De Hoge Raad oordeelt dat niet vaststaat dat A ten minste bewust de aanmerkelijke kans heeft aanvaard dat door zijn handelen of nalaten de aanvullende rechten zouden worden ontdoken. Verlenging van de verjaringstermijn op grond van art. 22e lid 2 AWR is dan niet mogelijk.
Belanghebbende, A, is aandeelhouder en bestuurder van B GmbH. In 2003 richt B GmbH een dochtervennootschap op: F GmbH. F GmbH doet aangifte voor het in het vrije verkeer brengen van bevroren, rauw kippenvlees. Naar aanleiding van een onderzoek stelt de inspecteur dat de prijs van het kippenvlees niet is vast te stellen, omdat sprake is van een constructie om de prijs van het kippenvlees op te drijven, om zodoende de heffing van aanvullende douanerechten te ontlopen. De inspecteur vordert de aanvullende douanerechten van A na. In geschil is of A wel is aan te merken als schuldenaar in de zin van art. 201 lid 3 CDW. Hof Amsterdam oordeelt dat A is aan te merken als een persoon die aan de aangevers ten behoeve van de aangiften onjuiste gegevens heeft verstrekt in de zin van art. 201 lid 3 CDW. A gaat in cassatie. De Hoge Raad heeft vervolgens prejudiciële vragen gesteld aan het Hof van Justitie EU. Het Hof van Justitie EU oordeelt dat onder het begrip ‘schuldenaar’ van de douaneschuld in de zin van art. 201 lid 3 CDW mede moet worden begrepen de natuurlijke persoon die nauw en bewust betrokken is geweest bij het bedenken en op kunstmatige wijze opzetten van een structuur van handelsstromen.
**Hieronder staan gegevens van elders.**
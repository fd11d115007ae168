//! Connection handle.
//!
//! [`Connection`] is a cheap, cloneable handle to one multiplexed channel.
//! All operations are forwarded to the event loop task; the handle itself
//! only reads shared state.

// ============================================================================
// Imports
// ============================================================================

use std::fmt;
use std::future::Future;
use std::sync::{Arc, Weak};

use parking_lot::{Mutex, RwLock};
use serde::de::DeserializeOwned;
use serde_json::Value;
use tokio::sync::{mpsc, oneshot};
use tracing::{debug, info};

use crate::cache::CollectionRegistry;
use crate::error::{Error, Result};
use crate::identifiers::{ListenerId, SubscriptionId};
use crate::protocol::Command;
use crate::protocol::command;

use super::event_loop::{ConnectionCommand, EventLoop};
use super::events::{ConnectionEvent, EventKind, EventListeners};
use super::options::{ConnectionBuilder, ConnectionOptions};
use super::subscription::{EventCallback, SubscribeOptions, Subscription};

// ============================================================================
// ConnectionState
// ============================================================================

/// Lifecycle state of a connection.
#[derive(Debug, Clone, Copy, PartialEq, Eq)]
pub enum ConnectionState {
    /// A channel is open.
    Connected,
    /// The channel was lost; reconnecting.
    Disconnected,
    /// Closed for good.
    Closed,
}

// ============================================================================
// Shared
// ============================================================================

/// State readable from every handle, written by the event loop.
pub(crate) struct Shared {
    pub state: RwLock<ConnectionState>,
    pub ha_version: RwLock<String>,
    pub listeners: Mutex<EventListeners>,
    pub collections: CollectionRegistry,
}

impl Shared {
    fn new(ha_version: String) -> Self {
        Self {
            state: RwLock::new(ConnectionState::Connected),
            ha_version: RwLock::new(ha_version),
            listeners: Mutex::new(EventListeners::default()),
            collections: CollectionRegistry::default(),
        }
    }

    /// Invokes every listener for the event, in registration order.
    pub fn fire(&self, event: &ConnectionEvent) {
        let listeners = self.listeners.lock().snapshot(event.kind());
        debug!(event = %event.kind(), listeners = listeners.len(), "Firing event");
        for listener in listeners {
            listener(event);
        }
    }
}

// ============================================================================
// Connection
// ============================================================================

/// Multiplexed, self-healing connection.
///
/// # Thread Safety
///
/// `Connection` is `Send + Sync` and cheap to clone. Clones share the same
/// channel, subscriptions and collections.
#[derive(Clone)]
pub struct Connection {
    /// Channel for sending commands to the event loop.
    command_tx: mpsc::UnboundedSender<ConnectionCommand>,
    /// State shared with the event loop.
    shared: Arc<Shared>,
}

impl fmt::Debug for Connection {
    fn fmt(&self, f: &mut fmt::Formatter<'_>) -> fmt::Result {
        f.debug_struct("Connection")
            .field("state", &self.state())
            .field("ha_version", &self.ha_version())
            .finish_non_exhaustive()
    }
}

// ============================================================================
// Connection - Constructors
// ============================================================================

impl Connection {
    /// Creates a builder.
    #[inline]
    #[must_use]
    pub fn builder() -> ConnectionBuilder {
        ConnectionBuilder::new()
    }

    /// Establishes an authenticated connection.
    ///
    /// # Errors
    ///
    /// - [`Error::HostRequired`] if no auth session is configured
    /// - [`Error::InvalidAuth`] if the server rejects the credential
    /// - [`Error::CannotConnect`] if the setup retry budget is exhausted
    pub async fn connect(options: ConnectionOptions) -> Result<Self> {
        let handshake = options.handshake()?;
        let authenticated = handshake.connect(options.setup_retry).await?;

        let shared = Arc::new(Shared::new(authenticated.ha_version));
        let (command_tx, command_rx) = mpsc::unbounded_channel();

        let event_loop = EventLoop::new(
            Arc::clone(&shared),
            handshake,
            options.reconnect,
            command_rx,
            authenticated.channel,
        );
        tokio::spawn(event_loop.run());

        info!(ha_version = %shared.ha_version.read(), "Connection established");
        Ok(Self { command_tx, shared })
    }
}

// ============================================================================
// Connection - State
// ============================================================================

impl Connection {
    /// Returns the lifecycle state.
    #[inline]
    #[must_use]
    pub fn state(&self) -> ConnectionState {
        *self.shared.state.read()
    }

    /// Returns `true` while a channel is open.
    #[inline]
    #[must_use]
    pub fn is_connected(&self) -> bool {
        self.state() == ConnectionState::Connected
    }

    /// Returns the server version reported by the last handshake.
    #[must_use]
    pub fn ha_version(&self) -> String {
        self.shared.ha_version.read().clone()
    }

    /// Returns the collections attached to this connection.
    #[inline]
    #[must_use]
    pub fn collections(&self) -> &CollectionRegistry {
        &self.shared.collections
    }

    /// Returns a handle that does not keep the connection alive.
    #[must_use]
    pub fn downgrade(&self) -> WeakConnection {
        WeakConnection {
            command_tx: self.command_tx.downgrade(),
            shared: Arc::downgrade(&self.shared),
        }
    }
}

// ============================================================================
// Connection - Commands
// ============================================================================

impl Connection {
    /// Sends a command and waits for its result.
    ///
    /// While disconnected the command is queued and sent after reconnecting.
    ///
    /// # Errors
    ///
    /// - [`Error::Remote`] if the server answers with `success: false`
    /// - [`Error::ConnectionLost`] if the channel drops before the result
    ///   arrives, or the connection is closed
    pub async fn call(&self, command: Command) -> Result<Value> {
        let (reply_tx, reply_rx) = oneshot::channel();
        self.dispatch(ConnectionCommand::Call {
            command,
            reply: reply_tx,
        })?;
        reply_rx.await.map_err(|_| Error::ConnectionLost)?
    }

    /// Sends a command and deserializes its result.
    ///
    /// # Errors
    ///
    /// See [`call`](Self::call); additionally [`Error::Json`] if the result
    /// does not match `T`.
    pub async fn call_as<T: DeserializeOwned>(&self, command: Command) -> Result<T> {
        let value = self.call(command).await?;
        Ok(serde_json::from_value(value)?)
    }

    /// Sends a command without waiting for a result.
    ///
    /// # Errors
    ///
    /// Returns [`Error::ConnectionLost`] if the connection is closed.
    pub fn send(&self, command: Command) -> Result<()> {
        self.dispatch(ConnectionCommand::Send { command })
    }

    /// Sends a keepalive ping and waits for the pong.
    ///
    /// # Errors
    ///
    /// Returns [`Error::ConnectionLost`] if the channel drops first.
    pub async fn ping(&self) -> Result<()> {
        self.call(command::ping()).await.map(|_| ())
    }

    /// Subscribes with an arbitrary command.
    ///
    /// Resolves once the server acknowledges the subscription. `callback`
    /// receives the `event` payload of every push event, in order.
    ///
    /// # Errors
    ///
    /// - [`Error::Remote`] if the server rejects the subscription
    /// - [`Error::ConnectionLost`] if the connection is closed
    pub async fn subscribe_message<F>(
        &self,
        command: Command,
        callback: F,
        options: SubscribeOptions,
    ) -> Result<Subscription>
    where
        F: Fn(Value) + Send + Sync + 'static,
    {
        self.subscribe_with(command, Arc::new(callback), options)
            .await
    }

    /// Subscribes to server events, optionally filtered by type.
    ///
    /// # Errors
    ///
    /// See [`subscribe_message`](Self::subscribe_message).
    pub async fn subscribe_events<F>(
        &self,
        event_type: Option<&str>,
        callback: F,
    ) -> Result<Subscription>
    where
        F: Fn(Value) + Send + Sync + 'static,
    {
        self.subscribe_message(
            command::subscribe_events(event_type),
            callback,
            SubscribeOptions::default(),
        )
        .await
    }

    pub(crate) async fn subscribe_with(
        &self,
        command: Command,
        callback: EventCallback,
        options: SubscribeOptions,
    ) -> Result<Subscription> {
        let id = SubscriptionId::generate();
        let (ack_tx, ack_rx) = oneshot::channel();
        self.dispatch(ConnectionCommand::Subscribe {
            id,
            command,
            callback,
            resubscribe: options.resubscribe,
            ack: ack_tx,
        })?;

        ack_rx.await.map_err(|_| Error::ConnectionLost)??;
        Ok(Subscription::new(id, self.command_tx.downgrade()))
    }

    fn dispatch(&self, command: ConnectionCommand) -> Result<()> {
        self.command_tx
            .send(command)
            .map_err(|_| Error::ConnectionLost)
    }
}

// ============================================================================
// Connection - Notifications
// ============================================================================

impl Connection {
    /// Registers a listener for a notification kind.
    pub fn add_event_listener<F>(&self, kind: EventKind, listener: F) -> ListenerId
    where
        F: Fn(&ConnectionEvent) + Send + Sync + 'static,
    {
        self.shared.listeners.lock().add(kind, Arc::new(listener))
    }

    /// Removes a listener. Safe to call from inside a listener.
    pub fn remove_event_listener(&self, id: ListenerId) -> bool {
        self.shared.listeners.lock().remove(id)
    }
}

// ============================================================================
// Connection - Lifecycle
// ============================================================================

impl Connection {
    /// Holds back the next reconnect until `signal` resolves.
    ///
    /// Calls issued meanwhile are queued and sent once reconnected.
    pub fn suspend_reconnect_until<F>(&self, signal: F)
    where
        F: Future<Output = ()> + Send + 'static,
    {
        let _ = self.dispatch(ConnectionCommand::SuspendReconnectUntil {
            signal: Box::pin(signal),
        });
    }

    /// Closes the channel and waits for the suspend signal to reconnect.
    ///
    /// # Errors
    ///
    /// - [`Error::Config`] if no suspend signal was set with
    ///   [`suspend_reconnect_until`](Self::suspend_reconnect_until)
    /// - [`Error::ConnectionLost`] if the connection is closed
    pub async fn suspend(&self) -> Result<()> {
        let (reply_tx, reply_rx) = oneshot::channel();
        self.dispatch(ConnectionCommand::Suspend { reply: reply_tx })?;
        reply_rx.await.map_err(|_| Error::ConnectionLost)?
    }

    /// Reconnects.
    ///
    /// With `force` the channel is dropped without a close handshake, for a
    /// transport known to be stuck. Otherwise it is closed gracefully and the
    /// loss handler reconnects. While disconnected this restarts attempts
    /// immediately, also after an irrecoverable failure.
    pub fn reconnect(&self, force: bool) {
        let _ = self.dispatch(ConnectionCommand::Reconnect { force });
    }

    /// Closes the connection for good.
    ///
    /// Outstanding calls fail with [`Error::ConnectionLost`] and no
    /// `disconnected` notification is fired.
    pub async fn close(&self) {
        let (reply_tx, reply_rx) = oneshot::channel();
        if self
            .dispatch(ConnectionCommand::Close { reply: reply_tx })
            .is_ok()
        {
            let _ = reply_rx.await;
        }
        self.shared.collections.clear();
    }
}

// ============================================================================
// WeakConnection
// ============================================================================

/// Non-owning [`Connection`] handle.
#[derive(Clone)]
pub struct WeakConnection {
    command_tx: mpsc::WeakUnboundedSender<ConnectionCommand>,
    shared: Weak<Shared>,
}

impl WeakConnection {
    /// Returns the connection if it is still alive.
    #[must_use]
    pub fn upgrade(&self) -> Option<Connection> {
        Some(Connection {
            command_tx: self.command_tx.upgrade()?,
            shared: self.shared.upgrade()?,
        })
    }
}

impl fmt::Debug for WeakConnection {
    fn fmt(&self, f: &mut fmt::Formatter<'_>) -> fmt::Result {
        f.debug_struct("WeakConnection").finish_non_exhaustive()
    }
}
Vervolgens maakt het Hof van Justitie EU nog enkele kanttekeningen.
De Hoge Raad oordeelt dat het hof A terecht heeft aangemerkt als een van de personen die verkeerde gegevens heeft verstrekt met het oog op de opstelling van de desbetreffende douaneaangifte(n). Dat A zich had teruggetrokken als bestuurder voordat daadwerkelijk tot aankoop van het kippenvlees was overgegaan, is daarbij niet van belang. Vervolgens wijst de Hoge Raad er op dat uit de overwegingen van het hof niet kan worden afgeleid dat A ten minste bewust de aanmerkelijke kans heeft aanvaard dat door zijn handelen of nalaten de aanvullende rechten zouden worden ontdoken, zodat verlenging van de verjaringstermijn op grond van art. 22e lid 2 AWR niet mogelijk is. De Hoge Raad doet de zaak vervolgens zelf af en beslist dat de utb’s, voor zover zij zijn uitgereikt na het verstrijken van de in art. 221 lid 3 CDW bedoelde termijn van drie jaar, niet in stand kunnen blijven.